Outro agravante é o uso de contas de pessoas reais em situação de vulnerabilidade. Indivíduos com pouco histórico bancário, baixa renda ou baixa escolaridade são alvos frequentes. Em alguns casos, se tornam “mulas financeiras” ao ceder, de forma consciente ou não, seus dados ou contas. Isso dificulta a detecção das fraudes, uma vez que os dados são legítimos e o comportamento inicial pode parecer normal.
O grande desafio é tornar os processos de verificação mais sofisticados sem prejudicar a experiência do usuário. Segundo pesquisa da FICO, 30% dos consumidores desistem de abrir contas quando o processo é considerado difícil ou demorado. Ao mesmo tempo, 74% consideram a proteção contra fraudes um dos principais critérios na escolha de uma instituição. Encontrar o equilíbrio entre segurança e conveniência tornou-se essencial.
Nesse contexto, soluções tecnológicas integradas têm desempenhado um papel decisivo. A FICO, referência global em inteligência preditiva, apoia instituições financeiras na orquestração de dados, autenticação e análise de risco desde o primeiro contato com o cliente. O uso combinado de biometria facial com prova de vida, validação de documentos, análise de dispositivos, localização, histórico de uso e até comportamento interinstitucional, via Open Finance, permite identificar inconsistências e sinais de alerta antes mesmo da abertura da conta.
O combate à fraude não termina na fase de originação — que é o processo de abertura e validação inicial da conta. Muitos golpes são planejados para ocorrer semanas ou meses depois, quando o cliente já é considerado confiável pela instituição. Contas aparentemente inativas passam a movimentar grandes valores, recebem múltiplos Pix em sequência ou apresentam picos de atividade fora do padrão. Monitorar essas mudanças em tempo real é essencial para evitar prejuízos maiores.

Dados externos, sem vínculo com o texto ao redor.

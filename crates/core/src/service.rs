//! Orchestration of one analysis from submitted text to stored record.

use crate::analyzer::{AnalysisRequest, Analyzer};
use crate::assembler::Assembler;
use crate::config::CoreConfig;
use crate::error::{AnalysisResult, StorageResult};
use crate::history::HistoryStore;
use crate::record::AnalysisRecord;
use crate::segments::{partition, Segment};
use crate::storage::KeyValueStorage;
use crate::validation::validate_conversation;
use rda_types::DetailLevel;
use rda_uuid::{Identifier, MonotonicClock, UuidGenerator};
use std::sync::Arc;

/// Owns the history and drives analyses through validation, the analyzer and the assembler.
///
/// Shared between request handlers behind an `Arc`; all methods take `&self`.
pub struct AnalysisService {
    analyzer: Arc<dyn Analyzer>,
    assembler: Assembler,
    history: HistoryStore,
    max_protocol_length: usize,
    detail_level: DetailLevel,
    toxicity_threshold: u8,
}

impl AnalysisService {
    pub fn new(
        config: &CoreConfig,
        analyzer: Arc<dyn Analyzer>,
        assembler: Assembler,
        storage: Arc<dyn KeyValueStorage>,
    ) -> Self {
        Self {
            analyzer,
            assembler,
            history: HistoryStore::load(storage, config.history_capacity()),
            max_protocol_length: config.max_protocol_length(),
            detail_level: config.detail_level(),
            toxicity_threshold: config.toxicity_threshold(),
        }
    }

    /// Opens a service persisting to `config.data_dir()`, with random identifiers and
    /// strictly increasing creation timestamps.
    ///
    /// # Errors
    ///
    /// Returns `StorageError` if the data directory cannot be created.
    pub fn open(config: &CoreConfig, analyzer: Arc<dyn Analyzer>) -> StorageResult<Self> {
        let store = rda_files::FileStore::new(config.data_dir())?;
        tracing::info!(data_dir = %store.storage_dir().display(), "opened history storage");
        let assembler = Assembler::new(
            Arc::new(UuidGenerator),
            Arc::new(MonotonicClock::new()),
        );
        Ok(Self::new(config, analyzer, assembler, Arc::new(store)))
    }

    /// Analyzes `conversation` at the configured detail level and stores the result.
    ///
    /// # Errors
    ///
    /// - `InvalidInput` for blank or over-long text; nothing is sent or stored.
    /// - `AnalyzerUnavailable` if the analyzer fails.
    /// - `SchemaValidation` if the analyzer's response is malformed; nothing is stored.
    pub async fn analyze(
        &self,
        conversation: &str,
        context: &str,
    ) -> AnalysisResult<AnalysisRecord> {
        self.analyze_with_detail(conversation, context, self.detail_level)
            .await
    }

    /// Like [`analyze`](Self::analyze) with an explicit detail level.
    pub async fn analyze_with_detail(
        &self,
        conversation: &str,
        context: &str,
        detail_level: DetailLevel,
    ) -> AnalysisResult<AnalysisRecord> {
        let conversation = validate_conversation(conversation, self.max_protocol_length)?;
        let request = AnalysisRequest {
            conversation,
            context: context.to_owned(),
            detail_level,
        };

        tracing::info!(
            chars = request.conversation.char_count(),
            detail_level = %detail_level,
            "requesting analysis"
        );
        let raw = self.analyzer.analyze(&request).await.map_err(|e| {
            tracing::warn!(error = %e, "analyzer unavailable");
            e
        })?;

        self.store(&raw, request.conversation.as_str(), context)
    }

    /// Assembles and stores a previously saved analyzer response without contacting the
    /// analyzer.
    ///
    /// # Errors
    ///
    /// `InvalidInput` for blank or over-long text, `SchemaValidation` for a malformed response.
    pub fn import(
        &self,
        raw: &serde_json::Value,
        conversation: &str,
        context: &str,
    ) -> AnalysisResult<AnalysisRecord> {
        let conversation = validate_conversation(conversation, self.max_protocol_length)?;
        self.store(raw, conversation.as_str(), context)
    }

    fn store(
        &self,
        raw: &serde_json::Value,
        source_text: &str,
        context: &str,
    ) -> AnalysisResult<AnalysisRecord> {
        let record = self
            .assembler
            .assemble_with_context(raw, source_text, context)
            .map_err(|e| {
                tracing::warn!(path = %e.path, "analyzer response rejected");
                e
            })?;
        self.history.add(record.clone());
        tracing::info!(id = %record.id(), score = record.score(), "analysis stored");
        Ok(record)
    }

    pub fn history(&self) -> &HistoryStore {
        &self.history
    }

    /// Display segments for a stored record, or `None` if no record has that id.
    pub fn segments(&self, id: Identifier) -> Option<Vec<Segment>> {
        self.history
            .get(id)
            .map(|record| partition(record.source_text(), record.patterns()))
    }

    pub fn toxicity_threshold(&self) -> u8 {
        self.toxicity_threshold
    }

    pub fn detail_level(&self) -> DetailLevel {
        self.detail_level
    }
}

impl std::fmt::Debug for AnalysisService {
    fn fmt(&self, f: &mut std::fmt::Formatter<'_>) -> std::fmt::Result {
        f.debug_struct("AnalysisService")
            .field("history", &self.history)
            .field("max_protocol_length", &self.max_protocol_length)
            .field("detail_level", &self.detail_level)
            .finish_non_exhaustive()
    }
}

A prevenção exige colaboração entre bancos, fintechs, operadoras, empresas de tecnologia e autoridades. Iniciativas como o Open Gateway, que compartilha dados como a troca de chip e outros dados da operadora de forma online, ou sistemas como o MED 2.0 do Banco Central, que bloqueia transações suspeitas, ou o aviso de bloqueio de abertura de novas contas são avanços importantes. A integração entre instituições ajuda a identificar padrões e mapear fraudes que atravessam diferentes plataformas.
Fraudes na origem não são apenas falhas operacionais, mas parte de uma cadeia criminosa mais ampla. Enfrentar esse desafio exige tecnologia, monitoramento constante e ação conjunta — fundamentais para garantir um sistema financeiro mais seguro e preparado para os riscos digitais.